The work began in the morning; volunteers received three different colors of garbage bags. The green bags were for recyclables, the white bags for single-use plastics, and the black bags for all general trash. Island residents and tourists alike crowded the streets, picking up all trash in sight. Cigarette butts were one of the most common finds with plastic straws being a close second. Though these items may seem small and insignificant, they pose a high danger to many marine animals who mistake them for food.
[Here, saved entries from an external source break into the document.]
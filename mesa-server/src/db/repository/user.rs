//! User Repository

use super::{RepoError, RepoResult};
use shared::models::{ProfileUpdate, Role, User};
use sqlx::SqlitePool;

const USER_SELECT: &str =
    "SELECT id, restaurant_id, name, email, password_hash, role, created_at FROM user";

pub async fn find_all(pool: &SqlitePool) -> RepoResult<Vec<User>> {
    let sql = format!("{USER_SELECT} ORDER BY created_at DESC");
    let rows = sqlx::query_as::<_, User>(&sql).fetch_all(pool).await?;
    Ok(rows)
}

pub async fn find_by_id(pool: &SqlitePool, id: i64) -> RepoResult<Option<User>> {
    let sql = format!("{USER_SELECT} WHERE id = ?");
    let row = sqlx::query_as::<_, User>(&sql)
        .bind(id)
        .fetch_optional(pool)
        .await?;
    Ok(row)
}

pub async fn find_by_email(pool: &SqlitePool, email: &str) -> RepoResult<Option<User>> {
    let sql = format!("{USER_SELECT} WHERE email = ?");
    let row = sqlx::query_as::<_, User>(&sql)
        .bind(email)
        .fetch_optional(pool)
        .await?;
    Ok(row)
}

/// Insert a user; `password_hash` is already argon2-hashed by the caller.
pub async fn create(
    pool: &SqlitePool,
    restaurant_id: Option<i64>,
    name: &str,
    email: &str,
    password_hash: &str,
    role: Role,
) -> RepoResult<User> {
    let now = shared::util::now_millis();
    let id = shared::util::snowflake_id();
    sqlx::query(
        "INSERT INTO user (id, restaurant_id, name, email, password_hash, role, created_at) \
         VALUES (?1, ?2, ?3, ?4, ?5, ?6, ?7)",
    )
    .bind(id)
    .bind(restaurant_id)
    .bind(name)
    .bind(email)
    .bind(password_hash)
    .bind(role)
    .bind(now)
    .execute(pool)
    .await
    .map_err(|e| match RepoError::from(e) {
        RepoError::Duplicate(_) => RepoError::Duplicate(format!("email {email} already registered")),
        other => other,
    })?;
    find_by_id(pool, id)
        .await?
        .ok_or_else(|| RepoError::Database("Failed to create user".into()))
}

/// Self-service profile update (name only; email and role are read-only)
pub async fn update_profile(pool: &SqlitePool, id: i64, data: ProfileUpdate) -> RepoResult<User> {
    let rows = sqlx::query("UPDATE user SET name = COALESCE(?1, name) WHERE id = ?2")
        .bind(&data.name)
        .bind(id)
        .execute(pool)
        .await?;
    if rows.rows_affected() == 0 {
        return Err(RepoError::NotFound(format!("User {id} not found")));
    }
    find_by_id(pool, id)
        .await?
        .ok_or_else(|| RepoError::NotFound(format!("User {id} not found")))
}

/// Admin-side update; `password_hash` replaces the credential when present.
pub async fn admin_update(
    pool: &SqlitePool,
    id: i64,
    restaurant_id: Option<i64>,
    name: Option<&str>,
    email: Option<&str>,
    password_hash: Option<&str>,
    role: Option<Role>,
) -> RepoResult<User> {
    let rows = sqlx::query(
        "UPDATE user SET restaurant_id = COALESCE(?1, restaurant_id), name = COALESCE(?2, name), \
         email = COALESCE(?3, email), password_hash = COALESCE(?4, password_hash), \
         role = COALESCE(?5, role) WHERE id = ?6",
    )
    .bind(restaurant_id)
    .bind(name)
    .bind(email)
    .bind(password_hash)
    .bind(role)
    .bind(id)
    .execute(pool)
    .await?;
    if rows.rows_affected() == 0 {
        return Err(RepoError::NotFound(format!("User {id} not found")));
    }
    find_by_id(pool, id)
        .await?
        .ok_or_else(|| RepoError::NotFound(format!("User {id} not found")))
}

pub async fn delete(pool: &SqlitePool, id: i64) -> RepoResult<bool> {
    let rows = sqlx::query("DELETE FROM user WHERE id = ?")
        .bind(id)
        .execute(pool)
        .await?;
    Ok(rows.rows_affected() > 0)
}
//! Menu Item Model

use serde::{Deserialize, Serialize};

/// Item on a restaurant's menu.
///
/// `price` is the live unit price; orders copy it into their line items at
/// checkout time, so later edits never rewrite history.
#[derive(Debug, Clone, Serialize, Deserialize)]
#[cfg_attr(feature = "db", derive(sqlx::FromRow))]
pub struct MenuItem {
    pub id: i64,
    pub restaurant_id: i64,
    pub category_id: i64,
    pub name: String,
    pub description: Option<String>,
    pub price: f64,
    pub availability: bool,
}

/// Create menu item payload
#[derive(Debug, Clone, Serialize, Deserialize)]
pub struct MenuItemCreate {
    pub restaurant_id: i64,
    pub category_id: i64,
    pub name: String,
    pub description: Option<String>,
    pub price: f64,
    #[serde(default = "default_true")]
    pub availability: bool,
}

fn default_true() -> bool {
    true
}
After a successful land clean up divers packed their gear and boarded the boats. Armed with bags, dive knives, and scissors, the crews dove into the big blue. Though trashed varied by site (everything from plastic bags to candy wrappers to plastic water bottles), at Aow Lang Khai our New Heaven team brought up bags full of fishing line and discarded nets, much of which had been entangled in corals. Abandoned fishing nets are not only a danger to the reef but many of the organisms that live there; reef sharks and fish often get caught in the nets and die.
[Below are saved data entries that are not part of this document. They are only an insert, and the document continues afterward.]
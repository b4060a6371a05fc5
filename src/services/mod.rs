//! Use cases behind the HTTP handlers.
//!
//! Services are plain functions generic over the repository traits, the cache
//! and the image storage so they can run against mocks in tests.

pub mod cliente;
pub mod errors;
pub mod vehiculo;

pub use errors::{ServiceError, ServiceResult};
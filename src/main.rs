use std::env;

use config::Config;
use dotenvy::dotenv;

use madmotor_api::models::config::ServerConfig;
use madmotor_api::run;

#[actix_web::main]
async fn main() -> std::io::Result<()> {
    dotenv().ok(); // Load .env file
    env_logger::init_from_env(env_logger::Env::default().default_filter_or("info"));

    // Select config profile (defaults to `local`).
    let app_env = env::var("APP_ENV").unwrap_or_else(|_| "local".into());

    let settings = Config::builder()
        // Add `./config/default.yaml`
        .add_source(config::File::with_name("config/default"))
        // Add environment-specific overrides
        .add_source(config::File::with_name(&format!("config/{app_env}")).required(false))
        // Add settings from the environment (with a prefix of APP)
        .add_source(config::Environment::with_prefix("APP"))
        .build();

    let settings = match settings {
        Ok(settings) => settings,
        Err(err) => {
            log::error!("Error loading settings: {err}");
            std::process::exit(1);
        }
    };

    let server_config = match settings.try_deserialize::<ServerConfig>() {
        Ok(server_config) => server_config,
        Err(err) => {
            log::error!("Error loading server config: {err}");
            std::process::exit(1);
        }
    };

    run(server_config).await
}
Post dive, the bags from both morning and afternoon cleanups were loaded into pickup trucks and hauled to Maehaad Pier. In total, volunteers around the island collected and sorted over two tons of garbage!
Though 1,800 kilos is quite significant, globally the amount of human-derived material that enters the ocean is astronomical. The World Economic Forum reports that a study from 2015 estimated that more than 8,000,000 metric tons of plastic enters the oceans every year. Much of this single-use plastic that could be greatly reduced by educated consumerism.
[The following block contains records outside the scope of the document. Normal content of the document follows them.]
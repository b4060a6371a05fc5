#![allow(dead_code)]

use std::path::{Path, PathBuf};

use diesel_migrations::{EmbeddedMigrations, MigrationHarness, embed_migrations};
use madmotor_api::db::{DbPool, establish_connection_pool};
use tempfile::TempDir;

pub const MIGRATIONS: EmbeddedMigrations = embed_migrations!("migrations");

/// Migrated SQLite database inside a temporary directory removed on drop.
pub struct TestDb {
    pool: DbPool,
    dir: TempDir,
}

impl TestDb {
    pub fn new(name: &str) -> Self {
        let dir = tempfile::tempdir().expect("create temp dir");
        let path = dir.path().join(name);
        let url = path.to_str().expect("utf-8 temp path").to_string();

        let pool = establish_connection_pool(&url).expect("build pool");
        let mut conn = pool.get().expect("get connection");
        conn.run_pending_migrations(MIGRATIONS)
            .expect("run migrations");

        Self { pool, dir }
    }

    pub fn pool(&self) -> DbPool {
        self.pool.clone()
    }

    pub fn dir(&self) -> &Path {
        self.dir.path()
    }

    pub fn db_path(&self, name: &str) -> PathBuf {
        self.dir.path().join(name)
    }
}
For starters, say no to plastic straws. Metal and bamboo straws are a great alternative and are sold around the island, including in our dive school! Annually, approximately 500 billion plastic bags are used worldwide. More than one million bags are used every minute. Carry a reusable tote bag to reduce the number of plastic bags you use, such as those from 711. Refill your reusable water bottle at our shop or other dive schools around the island. For those places that don’t offer water for free, usually for a five or ten baht donation you can fill your bottle and avoid buying a single-use plastic bottle for even more money. It’s a win-win situation!
Since it’s foundation in 1970, Earth Day has become globally recognized. However, our planet has also changed a lot since 1970. Check out this video by the Museum of Natural History to learn more about global changes since 1970, both positive and negative. Link: https://www.youtube.com/watch?v=xClCgciaSYM
To learn more about the impact single-use plastic has on our environment and to learn how you can reduce your impact visit The Last Plastic Straw, an organization whose mission is to educate about and reduce plastic consumption.
Earth Day reminds us to think about our planet and the wonderful, diverse home it provides us. However, we need to remember every day to care for this home and to treat it in a respectful, sustainable way. Let’s make every day Earth Day.